SG "success rates" are inconsistent and vague!

Anonymous
I am going for an FET next month and am trying to figure out how many to transfer. A researcher in the field told me to ask SG not what their "pregnancy rates" were but their implantation rates based on fetal cardiac activity (I'm assuming that's their "ongoing pregnancy" rates).

Their 2009 success sheet says 45% for under 35. In one of their other publications it says 35%. In yet another it says 50%, and also "as good as fresh" (which for my age is over 60%)-- and these, I assume are all just clinical p. rates.

I need to find out what the rates are PER EMBRYO in order to figure out how many to transfer. And are these success rates based on perfect 5-day blasts or just the average transfer, do you think?
Anonymous
I'd ask your doctor - but my advice (which you didn't ask for, I realize) is to be conservative. You can always leave an embryo or two in the freezer for another FET -- no need to transfer them all at once!
Anonymous
My wife and I have been gone from IUI, to IVF, and not on to IVF with donor egg, so I understand why you are anxious about this. But my advice, not that you asked for it either, is to try and slow down and not over think the issue. We agonized over this issue in the past only to find that on day 3 we only had 3 viable eggs. We poured over statistics about increased problems that can come with carrying multiples vs singletons. We tried to decipher success rates only to wonder if they are truly reflective of our fertility circumstances. In the end I came to this conclusion. Some people put in 1, some 2, some 3 and end up with 1 child. Others put in 1 and get 1 child. Still others put in 1 and get twins. In the end, I realized, that the statistics of the past are not true indicators of our possible success. There are just too many factors in play to be accurately reflected in the group based statistics on SG web site. In our case, it made sense to use all 3 eggs when that is all we had on day 3 and my wife's age was 39 years old. Now that we are using donor eggs from a 26 year old, we are not considering the possibility of putting in more than one. Good luck.
Anonymous
Thanks so much, PP. That was a great answer, and I think it's the only way to deal with this. My first IVF was textbook perfect, and resulted in a negative-- I feel like it was really built up to be successful due to my age and when it wasn't it was devastating.
Anonymous
Anonymous wrote:Thanks so much, PP. That was a great answer, and I think it's the only way to deal with this. My first IVF was textbook perfect, and resulted in a negative-- I feel like it was really built up to be successful due to my age and when it wasn't it was devastating.

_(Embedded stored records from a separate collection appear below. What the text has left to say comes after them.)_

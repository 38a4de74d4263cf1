mod error;
mod envelope;
mod ledger;
mod protocol;
mod channel;

pub use error::MessageError;
pub use envelope::Envelope;
pub use ledger::{LedgerDecision, NonceLedger};
pub use protocol::EnvelopeProtocol;
pub use channel::SecureChannel;

/*
 * Message handling module for SecureBox
 *
 * This module handles the life of one message:
 * - Envelope wire format (base64 fields in a flat JSON record)
 * - Construction: wrap a fresh key, encrypt, sign, timestamp
 * - Opening: expiry, replay, signature, unwrap, decrypt (in that order)
 * - The revocation gate and mailbox delivery around both directions
 */
use secure_box::cli::{print_result, Command, CommandContext, CommandProcessor, CommandResult};
use secure_box::identity::Role;
use secure_box::utils::{parse_log_level, setup_logger, Config};

use anyhow::{anyhow, Context};
use clap::{ArgAction, Parser, Subcommand};
use colored::*;
use log::{info, LevelFilter};
use std::path::PathBuf;

/// 命令行参数
#[derive(Parser, Debug)]
#[clap(author, version, about, long_about = None)]
struct Args {
    /// 配置文件路径（默认位于系统配置目录）
    #[clap(short, long)]
    config: Option<PathBuf>,

    /// 日志级别，覆盖配置文件
    #[clap(long)]
    log_level: Option<String>,

    /// 启用详细日志
    #[clap(short, long, action = ArgAction::SetTrue)]
    verbose: bool,

    #[clap(subcommand)]
    command: Option<Mode>,
}

#[derive(Subcommand, Debug)]
enum Mode {
    /// 为角色生成（或替换）密钥对
    Keygen {
        role: String,
    },

    /// 加密、签名消息并投递到接收方信箱
    Send {
        #[clap(long)]
        from: String,

        #[clap(long)]
        to: String,

        #[clap(required = true, num_args = 1..)]
        message: Vec<String>,
    },

    /// 校验并解密信箱中的消息
    Read {
        #[clap(long = "as", value_name = "ROLE")]
        receiver: String,

        #[clap(long)]
        from: String,
    },

    /// 吊销密钥，例如 bank_public
    Revoke {
        key_id: String,
    },

    /// 恢复被吊销的密钥
    Reinstate {
        key_id: String,
    },

    /// 显示密钥、信箱和吊销状态
    Status,

    /// 交互式菜单（默认）
    Interactive,
}

impl Mode {
    /// 转换为 CLI 命令和参数
    fn into_command(self) -> (Command, Vec<String>) {
        match self {
            Mode::Keygen { role } => (Command::Keygen, vec![role]),
            Mode::Send { from, to, message } => (Command::Send, vec![from, to, message.join(" ")]),
            Mode::Read { receiver, from } => (Command::Read, vec![receiver, from]),
            Mode::Revoke { key_id } => (Command::Revoke, vec![key_id]),
            Mode::Reinstate { key_id } => (Command::Reinstate, vec![key_id]),
            Mode::Status => (Command::Status, Vec::new()),
            Mode::Interactive => (Command::Menu, Vec::new()),
        }
    }
}

fn default_config_path() -> PathBuf {
    dirs::config_dir()
        .unwrap_or_else(|| PathBuf::from("."))
        .join("secure-box")
        .join("config.json")
}

fn main() -> anyhow::Result<()> {
    // 解析命令行参数
    let args = Args::parse();

    // 加载配置文件
    let config_path = args.config.clone().unwrap_or_else(default_config_path);
    let config = Config::load(&config_path)
        .with_context(|| format!("Failed to load config from {}", config_path.display()))?;

    // 首次运行时保存默认配置
    if !config_path.exists() {
        config.save(&config_path)?;
    }

    // 初始化日志
    let level = if args.verbose {
        LevelFilter::Debug
    } else {
        let level = args.log_level.as_deref().unwrap_or(&config.log_level);
        parse_log_level(level).map_err(|e| anyhow!(e))?
    };
    setup_logger(Some(level)).map_err(|e| anyhow!(e))?;

    config.ensure_dirs()?;
    info!("Using keys in {} and messages in {}", config.keys_dir.display(), config.messages_dir.display());

    let context = CommandContext::from_config(config);

    // 确保两个角色的密钥对存在
    for role in [Role::customer(), Role::bank()] {
        if context.keys.ensure_keypair(&role)? {
            info!("{}", format!("Generated missing key pair for {}", role).green());
        }
    }

    let (command, command_args) = args.command.unwrap_or(Mode::Interactive).into_command();

    if command == Command::Menu {
        return CommandProcessor::new(context).run();
    }

    let result = command.execute(&context.with_args(command_args));
    print_result(&result);

    if matches!(result, CommandResult::Error(_)) {
        std::process::exit(1);
    }

    Ok(())
}
mod nonce_store;
mod key_store;
mod revocation;
mod mailbox;

pub use nonce_store::{FileNonceStore, MemoryNonceStore, NonceMap, NonceStore};
pub use key_store::{FileKeyStore, KeyStore, MemoryKeyStore};
pub use revocation::{FileRevocationList, RevocationList, RevocationOracle};
pub use mailbox::Mailbox;

use fs2::FileExt;
use std::fs::{File, OpenOptions};
use std::io::Write;
use std::path::{Path, PathBuf};
use tempfile::NamedTempFile;
use thiserror::Error;

#[derive(Error, Debug)]
pub enum StorageError {
    #[error("IO error: {0}")]
    IoError(#[from] std::io::Error),

    #[error("Serialization error: {0}")]
    SerializationError(#[from] serde_json::Error),

    #[error("Key not found: {0}")]
    KeyNotFound(String),

    #[error("Lock error: {0}")]
    LockError(String),

    #[error("Key generation failed: {0}")]
    KeyGenerationFailed(String),
}

/// 新文件的访问权限
#[derive(Debug, Clone, Copy, PartialEq, Eq)]
pub(crate) enum FileMode {
    /// 0644
    Shared,
    /// 0600，用于私钥
    Private,
}

/// 原子写入：先写同目录下唯一命名的临时文件再改名，读者不会看到写了一半的内容
pub(crate) fn write_atomic(path: &Path, contents: &[u8]) -> Result<(), StorageError> {
    write_atomic_with_mode(path, contents, FileMode::Shared)
}

/// 与 [`write_atomic`] 相同，但文件从创建起就只有所有者可读写
pub(crate) fn write_private(path: &Path, contents: &[u8]) -> Result<(), StorageError> {
    write_atomic_with_mode(path, contents, FileMode::Private)
}

fn write_atomic_with_mode(path: &Path, contents: &[u8], mode: FileMode) -> Result<(), StorageError> {
    let parent = match path.parent() {
        Some(parent) if !parent.as_os_str().is_empty() => parent,
        _ => Path::new("."),
    };
    std::fs::create_dir_all(parent)?;

    let mut tmp = NamedTempFile::new_in(parent)?;
    // 权限必须在写入内容之前设置
    set_mode(tmp.as_file(), mode)?;
    tmp.write_all(contents)?;
    tmp.as_file().sync_all()?;
    tmp.persist(path).map_err(|e| StorageError::IoError(e.error))?;

    Ok(())
}

#[cfg(unix)]
fn set_mode(file: &File, mode: FileMode) -> Result<(), StorageError> {
    use std::os::unix::fs::PermissionsExt;

    let bits = match mode {
        FileMode::Shared => 0o644,
        FileMode::Private => 0o600,
    };
    file.set_permissions(std::fs::Permissions::from_mode(bits))?;
    Ok(())
}

#[cfg(not(unix))]
fn set_mode(_file: &File, _mode: FileMode) -> Result<(), StorageError> {
    Ok(())
}

/// `<file>.lock` 上的排他文件锁，析构时释放
pub(crate) struct FileLock {
    file: File,
}

impl FileLock {
    /// 阻塞直到拿到锁；锁文件及其目录不存在时创建
    pub(crate) fn acquire(lock_path: &Path) -> Result<Self, StorageError> {
        if let Some(parent) = lock_path.parent() {
            if !parent.as_os_str().is_empty() {
                std::fs::create_dir_all(parent)?;
            }
        }

        let file = OpenOptions::new()
            .create(true)
            .read(true)
            .write(true)
            .open(lock_path)?;
        file.lock_exclusive()
            .map_err(|e| StorageError::LockError(format!("{}: {}", lock_path.display(), e)))?;

        Ok(Self { file })
    }
}

impl Drop for FileLock {
    fn drop(&mut self) {
        // 文件句柄关闭时锁也会释放，这里显式解锁
        let _ = self.file.unlock();
    }
}

/// `messages/used_nonces.json` -> `messages/used_nonces.json.<suffix>`
pub(crate) fn sibling_path(path: &Path, suffix: &str) -> PathBuf {
    let mut name = path.file_name().map(|n| n.to_os_string()).unwrap_or_default();
    name.push(".");
    name.push(suffix);
    path.with_file_name(name)
}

I hear you. I had the same reaction early on. We did our retrieval yesterday, so assuming we make it to a day five transfer, our tww will run right through new year's day. As if have family in town for the holidays were not enough my wife now can't even have a glass of spiked egg nog to make the disapproving glances from my mother about her cooking bearable.
Anonymous
If it makes you feel better my friend had a "textbook perfect" cycle at SG that ended with a BFN. She transferred one for her FET and now as an adorable 6 month old.

Also, try to remember that the fact that you had embryos left to freeze is a great sign that there is a BFP in your future!
Anonymous
The success rates that you see are inconsistent because some time in the last several years they started using vitrification to freeze embryos and their FET success rates shot up from around 30% to around 50% or more (depending on age, embryo quality, etc.). They're now as good as fresh.

I would ask your individual doctor about his view on how many you should transfer. Our doctor was able to plug my age, diagnosis, antral count, FSH, etc. into a program which compared my stats to a database of thousands of past SG patients and give me a predicted success rate.

Ironically, we transferred 2 "perfect" blasts and got a negative and then transferred one very poor looking, slow growing blast and she is now 11 months old. So all the statistics in the world can't truly predict individual success!
Anonymous
I heard from my doctor that they recently starting changing how they freeze eggs and how they select them; this may account for the some ofthe differences you mention.

Good luck.
Anonymous
I concur with the above comment that you should probably just go with your gut. I am due for retrieval on Friday (first round IVF) and while I don't yet know how many embryos we'll end up with, I'm thinking of transferring just 1 because I'd rather have a singleton. It's tough though, because it I get a BFN, I'll surely think that had we transferred 2 we might have been successful. It will take consistent recruitment of the logical part of my brain to remind myself that it aint' necessarily so.
Anonymous
OP here: I was told to ask SG what the implantation rates for "fetal cardiac activity" (I guess "ongoing preg. rates") are PER EMBRYO in order to decide how many to transfer.

Does anyone know if the 50% is per embryo, and is it clinical p. or ongoing p. rate?

I really wish they'd explain this in more detail, and also say whether their rates are for day 3s or 5s.
Anonymous
I think sg typically only freezes day 5 or later embryos. Honestly I think you are going to have to call to discuss your q's.
Anonymous
Yes, SG only freezes embryos that are older than 5 days. I learned this after our cycle last year when we had a day 5 transfer resulting in 2 beautiful babies. Eight made it to day 5, we transferred 2, SG froze the 3 that made it to day 8 or somewhere around there.